Here's what else I had to say.  We all have choices.  This weight loss site is free, and we are also free to come and go as we please.  No one is holding a gun to our heads.  While it may be true that our doctor, our family, our society may be holding a gun to our heads with regard to weight loss, there are other sites and tools we can use to get to our goals.  
Honestly, I do not understand why a website that depends on people visiting and clicking on their ads would deliberately try to piss off over 20 percent of their users, so I am going to assume that it is unintentional.  If it is intentional, then it is ill-advised.  Their own poll shows that over 20 percent of the responders prefer low carb over low fat.  If they want to base their business model on attracting visitors who are interested in reaching their goals based a high carb diet, then they can fight with other sites like Weight Watchers or Dr. Oz for their share of that market.  Meanwhile, an ever-increasing group of low carb fans will gravitate towards the low carb and Paleo blogs and sites, click on their ads and buy their books instead.  If I were this weight-loss website's marketing director, I would insist that a good portion of these "expert" blogs, recipes and articles be revised so as to be more welcoming to people who have found a different way of eating to be more suitable.  From a marketing perspective, the only disastrous and dangerous aspect of the low carb diet is that the more people who succeed with it, the less interest people will have in their website.
I started this here blog a while before I started posting on it.  After I received my first letter from the coach (http://exceptionallybrash.blogspot.com/2011/03/message-from-spark-coach.html ), I was concerned that I would get kicked off the site, so I started moving my posts over here more quickly.  After this incident, I am even more comfortable in my decision to wean myself off any of the trackers so I am not beholden to ANY website.  I have already moved my diet tracking onto the Dr. Oz site, and am working on trying to get rid of computer tracking altogether.
I did post information on one message board, which I removed after receiving a warning letter.  I did not post on the cited pizza thread, preferring instead to respond directly to the original poster.  (Yes, I would freeze the pizza dough!)  I trash bogus research studies, researchers and poorly-done studies, not nutritionists.  If they continue to stand behind their data, they may get knocked down from time to time as the avalanche of newer data pushes everything aside.

3 comments:

  1. Becky Hand should be forced to go on national television and debate you in an unscripted, unedited environment.

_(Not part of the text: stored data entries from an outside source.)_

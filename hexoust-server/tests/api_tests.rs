//! Integration tests for hexoust-server API

use axum::{
    body::Body,
    http::{header, Method, Request, StatusCode},
    Router,
};
use hexoust_server::{create_router, ServerConfig, ServerState};
use serde_json::{json, Value};
use std::sync::Arc;
use tower::ServiceExt;

fn test_app() -> (Router, Arc<ServerState>) {
    let config = ServerConfig::default();
    let state = Arc::new(ServerState::new(config.game));
    (create_router(&config, state.clone()), state)
}

async fn send(app: &Router, request: Request<Body>) -> Value {
    let response = app.clone().oneshot(request).await.unwrap();
    assert_eq!(response.status(), StatusCode::OK);

    let body = axum::body::to_bytes(response.into_body(), usize::MAX)
        .await
        .unwrap();
    serde_json::from_slice(&body).unwrap()
}

async fn get(app: &Router, uri: &str) -> Value {
    let request = Request::builder().uri(uri).body(Body::empty()).unwrap();
    send(app, request).await
}

async fn post(app: &Router, uri: &str, body: Value) -> Value {
    let request = Request::builder()
        .method(Method::POST)
        .uri(uri)
        .header(header::CONTENT_TYPE, "application/json")
        .body(Body::from(body.to_string()))
        .unwrap();
    send(app, request).await
}

#[tokio::test]
async fn test_status_endpoint() {
    let (app, _) = test_app();
    let json = get(&app, "/api/status").await;

    assert_eq!(json["status"], "ok");
    assert_eq!(json["engine"], "rust");
    assert_eq!(json["radius"], 6);
    assert_eq!(json["to_move"], "Red");
    assert_eq!(json["game_over"], false);
}

#[tokio::test]
async fn test_board_endpoint() {
    let (app, _) = test_app();
    let json = get(&app, "/api/board").await;

    assert_eq!(json["radius"], 6);
    assert_eq!(json["cell_count"], 127);
    let hexes = json["hexes"].as_array().unwrap();
    assert_eq!(hexes.len(), 127);
    assert_eq!(hexes[0]["corners"].as_array().unwrap().len(), 6);
    assert_eq!(json["directions"][0], json!([1, -1]));
}

#[tokio::test]
async fn test_initial_game_state() {
    let (app, _) = test_app();
    let json = get(&app, "/api/game").await;

    assert_eq!(json["current_player"], "Red");
    assert_eq!(json["game_over"], false);
    assert_eq!(json["extra_turn"], false);
    assert!(json["winner"].is_null());
    assert_eq!(json["stones"].as_array().unwrap().len(), 0);
}

#[tokio::test]
async fn test_move_accepted_then_rejected() {
    let (app, state) = test_app();

    let json = post(&app, "/api/game/move", json!({"q": 0, "r": 0})).await;
    assert_eq!(json["outcome"], "accepted");
    assert_eq!(json["player"], "Red");
    assert_eq!(json["state"]["current_player"], "Blue");
    assert_eq!(json["state"]["red_stones"], 1);

    let json = post(&app, "/api/game/move", json!({"q": 0, "r": 0})).await;
    assert_eq!(json["outcome"], "rejected");
    assert_eq!(json["reason"]["kind"], "cell_occupied");
    assert_eq!(json["state"]["current_player"], "Blue");

    assert_eq!(state.game().board().stone_count(hexoust_core::Player::Red), 1);
}

#[tokio::test]
async fn test_capture_and_win_over_http() {
    let (app, _) = test_app();

    post(&app, "/api/game/move", json!({"q": 2, "r": -1})).await;
    post(&app, "/api/game/move", json!({"q": 0, "r": 0})).await;
    let json = post(&app, "/api/game/move", json!({"q": 1, "r": 0})).await;

    assert_eq!(json["outcome"], "accepted");
    assert_eq!(json["captured"], json!([{"q": 0, "r": 0}]));
    assert_eq!(json["winner"], "Red");
    assert_eq!(json["state"]["game_over"], true);
    assert_eq!(json["state"]["result"], "RedWins");

    let json = post(&app, "/api/game/move", json!({"q": -3, "r": 0})).await;
    assert_eq!(json["outcome"], "rejected");
    assert_eq!(json["reason"]["kind"], "invalid_state");
}

#[tokio::test]
async fn test_click_and_restart() {
    let (app, _) = test_app();

    // Default layout puts the origin cell at (410, 345)
    let json = post(&app, "/api/game/click", json!({"x": 412.0, "y": 340.0})).await;
    assert_eq!(json["outcome"], "accepted");
    assert_eq!(json["placed"], json!({"q": 0, "r": 0}));

    let json = post(&app, "/api/game/click", json!({"x": -900.0, "y": 10.0})).await;
    assert_eq!(json["outcome"], "rejected");
    assert_eq!(json["reason"]["kind"], "out_of_bounds");

    let json = post(&app, "/api/game/restart", json!({})).await;
    assert_eq!(json["current_player"], "Red");
    assert_eq!(json["stones"].as_array().unwrap().len(), 0);
}

#[tokio::test]
async fn test_extreme_coordinates_rejected() {
    let (app, state) = test_app();

    let json = post(&app, "/api/game/move", json!({"q": i32::MIN, "r": 0})).await;
    assert_eq!(json["outcome"], "rejected");
    assert_eq!(json["reason"]["kind"], "out_of_bounds");
    assert_eq!(json["reason"]["hex"], json!({"q": i32::MIN, "r": 0}));

    let json = post(&app, "/api/game/click", json!({"x": -1e12, "y": -1.2e12})).await;
    assert_eq!(json["outcome"], "rejected");
    assert_eq!(json["reason"]["kind"], "out_of_bounds");
    assert!(json["reason"]["hex"].is_null());

    assert!(state.game().board().is_empty());
}
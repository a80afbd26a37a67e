//! Play command - two players sharing one terminal
//!
//! ## Architecture (4-layer granularity)
//!
//! - Level 1: run() - orchestration
//! - Level 2: run_session() - read/eval/print loop
//! - Level 3: parse_command(), apply_command()
//! - Level 4: text rendering

use std::io::{BufRead, Write};
use std::path::PathBuf;

use anyhow::{Context, Result};
use clap::Args;

use hexoust_core::{Board, Cell, Game, Hex, MoveOutcome, Player};

const HELP: &str = "\
commands:
  q r          place a stone at axial (q, r)
  click x y    place a stone at the cell under pixel (x, y)
  board        redraw the board
  restart      start over with Red to move
  help         show this text
  quit         leave";

// ============================================================================
// COMMAND ARGUMENTS (Level 4 - Configuration)
// ============================================================================

#[derive(Args)]
pub struct PlayArgs {
    /// Game config JSON file (radius and pixel layout)
    #[arg(long, value_name = "FILE")]
    pub config: Option<PathBuf>,

    /// Board radius (overrides the config file)
    #[arg(long)]
    pub radius: Option<i32>,
}

/// One line of user input
#[derive(Clone, Copy, Debug, PartialEq)]
enum Command {
    Place(Hex),
    Click(f64, f64),
    Board,
    Restart,
    Help,
    Quit,
}

// ============================================================================
// LEVEL 1 - ORCHESTRATION
// ============================================================================

/// Run play command
pub fn run(args: PlayArgs) -> Result<()> {
    let config = crate::load_config(args.config.as_deref(), args.radius)?;
    tracing::info!("Starting terminal game on a radius {} board", config.radius);

    let mut game = Game::new(config);
    let stdin = std::io::stdin();
    let stdout = std::io::stdout();

    run_session(&mut game, stdin.lock(), stdout.lock())
}

// ============================================================================
// LEVEL 2 - PHASES
// ============================================================================

/// Read commands until `quit` or end of input
fn run_session<R: BufRead, W: Write>(game: &mut Game, input: R, mut out: W) -> Result<()> {
    writeln!(out, "{}", HELP)?;
    write_board(&mut out, game)?;
    write_prompt(&mut out, game)?;

    for line in input.lines() {
        let line = line.context("Failed to read input")?;
        let line = line.trim();
        if line.is_empty() {
            write_prompt(&mut out, game)?;
            continue;
        }

        match parse_command(line) {
            Ok(Command::Quit) => break,
            Ok(command) => apply_command(game, command, &mut out)?,
            Err(msg) => writeln!(out, "{} (type 'help')", msg)?,
        }
        write_prompt(&mut out, game)?;
    }

    Ok(())
}

// ============================================================================
// LEVEL 3 - STEPS
// ============================================================================

fn parse_command(line: &str) -> Result<Command, String> {
    let parts: Vec<&str> = line.split_whitespace().collect();

    match parts.as_slice() {
        ["quit"] | ["exit"] => Ok(Command::Quit),
        ["help"] => Ok(Command::Help),
        ["board"] => Ok(Command::Board),
        ["restart"] => Ok(Command::Restart),
        ["click", x, y] => {
            let x = x.parse().map_err(|_| format!("bad x: {}", x))?;
            let y = y.parse().map_err(|_| format!("bad y: {}", y))?;
            Ok(Command::Click(x, y))
        }
        [q, r] => {
            let q = q.parse().map_err(|_| format!("bad q: {}", q))?;
            let r = r.parse().map_err(|_| format!("bad r: {}", r))?;
            Ok(Command::Place(Hex::new(q, r)))
        }
        _ => Err(format!("unknown command: {}", line)),
    }
}

fn apply_command<W: Write>(game: &mut Game, command: Command, out: &mut W) -> Result<()> {
    match command {
        Command::Place(hex) => {
            let outcome = game.attempt_move(hex);
            report_outcome(out, &outcome)?;
            if outcome.is_accepted() {
                write_board(out, game)?;
            }
        }
        Command::Click(x, y) => {
            let outcome = game.attempt_click(x, y);
            report_outcome(out, &outcome)?;
            if outcome.is_accepted() {
                write_board(out, game)?;
            }
        }
        Command::Board => write_board(out, game)?,
        Command::Restart => {
            game.restart();
            writeln!(out, "New game.")?;
            write_board(out, game)?;
        }
        Command::Help => writeln!(out, "{}", HELP)?,
        Command::Quit => {}
    }
    Ok(())
}

// ============================================================================
// LEVEL 4 - TEXT RENDERING
// ============================================================================

fn report_outcome<W: Write>(out: &mut W, outcome: &MoveOutcome) -> Result<()> {
    match outcome {
        MoveOutcome::Rejected { reason } => writeln!(out, "Rejected: {}", reason)?,
        MoveOutcome::Accepted {
            placed,
            player,
            captured,
            extra_turn,
            winner,
        } => {
            writeln!(out, "{} placed at {}", player, placed)?;
            if !captured.is_empty() {
                writeln!(out, "{} captured {} stone(s)", player, captured.len())?;
            }
            if let Some(winner) = winner {
                writeln!(out, "{} wins! Type 'restart' to play again.", winner)?;
            } else if *extra_turn {
                writeln!(out, "{} moves again.", player)?;
            }
        }
    }
    Ok(())
}

fn write_prompt<W: Write>(out: &mut W, game: &Game) -> Result<()> {
    if game.is_game_over() {
        write!(out, "game over> ")?;
    } else {
        write!(out, "{}> ", game.current_player())?;
    }
    out.flush()?;
    Ok(())
}

fn write_board<W: Write>(out: &mut W, game: &Game) -> Result<()> {
    write!(out, "{}", render_board(game.board()))?;
    Ok(())
}

fn cell_char(cell: Cell) -> char {
    match cell {
        Cell::Empty => '.',
        Cell::Stone(Player::Red) => 'R',
        Cell::Stone(Player::Blue) => 'B',
    }
}

/// Rows run from r = -N (top) to r = N; q grows to the right.
/// Cell (q, r) sits in column 2q + r + 2N, so neighbors line up.
fn render_board(board: &Board) -> String {
    let n = board.radius();
    let mut text = String::new();

    for r in -n..=n {
        let lo = (-n).max(-n - r);
        let hi = n.min(n - r);
        text.push_str(&" ".repeat(r.unsigned_abs() as usize));

        let row: Vec<String> = (lo..=hi)
            .map(|q| {
                let cell = board.get(Hex::new(q, r)).unwrap_or_default();
                cell_char(cell).to_string()
            })
            .collect();
        text.push_str(&row.join(" "));
        text.push_str(&format!("    r={}\n", r));
    }

    text
}

// ============================================================================
// TESTS
// ============================================================================

#[cfg(test)]
mod tests {
    use super::*;
    use hexoust_core::GameConfig;
    use std::io::Cursor;

    #[test]
    fn test_parse_commands() {
        assert_eq!(parse_command("0 -3"), Ok(Command::Place(Hex::new(0, -3))));
        assert_eq!(
            parse_command("click 410 345.5"),
            Ok(Command::Click(410.0, 345.5))
        );
        assert_eq!(parse_command("restart"), Ok(Command::Restart));
        assert_eq!(parse_command("board"), Ok(Command::Board));
        assert_eq!(parse_command("help"), Ok(Command::Help));
        assert_eq!(parse_command("quit"), Ok(Command::Quit));
        assert!(parse_command("a b").is_err());
        assert!(parse_command("1 2 3").is_err());
        assert!(parse_command("click 1").is_err());
    }

    #[test]
    fn test_render_board() {
        let mut board = Board::new(1);
        board.place(Hex::new(0, 0), Player::Red).unwrap();
        board.place(Hex::new(1, -1), Player::Blue).unwrap();

        let text = render_board(&board);
        let lines: Vec<&str> = text.lines().collect();
        assert_eq!(lines.len(), 3);
        assert_eq!(lines[0], " . B    r=-1");
        assert_eq!(lines[1], ". R .    r=0");
        assert_eq!(lines[2], " . .    r=1");
    }

    #[test]
    fn test_session_capture_and_win() {
        let mut game = Game::new(GameConfig::with_radius(3));
        let input = Cursor::new("2 -1\n0 0\n1 0\n-2 0\nquit\n");
        let mut output = Vec::new();

        run_session(&mut game, input, &mut output).unwrap();
        let text = String::from_utf8(output).unwrap();

        assert!(text.contains("Red captured 1 stone(s)"));
        assert!(text.contains("Red wins!"));
        assert!(text.contains("Rejected: the game is over"));
        assert!(game.is_game_over());
    }

    #[test]
    fn test_session_reports_rejections() {
        let mut game = Game::new(GameConfig::with_radius(3));
        let input = Cursor::new("0 0\n0 0\n9 9\n-2147483648 0\nnonsense\nrestart\n");
        let mut output = Vec::new();

        run_session(&mut game, input, &mut output).unwrap();
        let text = String::from_utf8(output).unwrap();

        assert!(text.contains("Rejected: hex (0, 0, 0) is already occupied"));
        assert!(text.contains("Rejected: hex (9, 9, -18) is outside the board"));
        assert!(
            text.contains("Rejected: hex (-2147483648, 0, 2147483648) is outside the board")
        );
        assert!(text.contains("unknown command: nonsense"));
        assert!(text.contains("New game."));
        assert!(game.board().is_empty());
    }
}
//! Connected groups of same-owner stones

use crate::board::{Board, Player};
use crate::hex::Hex;
use rustc_hash::FxHashSet;

/// All stones of `owner` connected to `start` through hex adjacency.
///
/// Empty when `start` is not an `owner` stone. Uses an explicit stack, so
/// depth is bounded by the board size rather than the call stack.
pub fn find_group(board: &Board, start: Hex, owner: Player) -> FxHashSet<Hex> {
    let mut group = FxHashSet::default();
    if board.owner_at(start) != Some(owner) {
        return group;
    }

    let mut stack = vec![start];
    group.insert(start);

    while let Some(current) = stack.pop() {
        for neighbor in current.neighbors() {
            if board.owner_at(neighbor) == Some(owner) && group.insert(neighbor) {
                stack.push(neighbor);
            }
        }
    }

    group
}

/// Size of the group containing `start`
pub fn group_size(board: &Board, start: Hex, owner: Player) -> usize {
    find_group(board, start, owner).len()
}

    When you can't intelligently defend your position, you retreat into a hole and ignore anything that goes against it.

    ReplyDelete
  2. Hey!

    Just wondering, where exactly did you see "that" message on the low carb team. Been looking high and low.

    I'm also thinking of keeping my low-carb blog posts to my personal blog on blogspot.

    So. Much. Drama. Jeez...

    I wonder if the vegans get it as much as the low-carbers.

    ReplyDelete
  3. I think it is on "Friday". I suspect that some of the anti-low-carb people are also getting letters since many of the newer posts are from entities that don't have sparkpages. They have probably created a throw-away troll accounts to keep up the fight.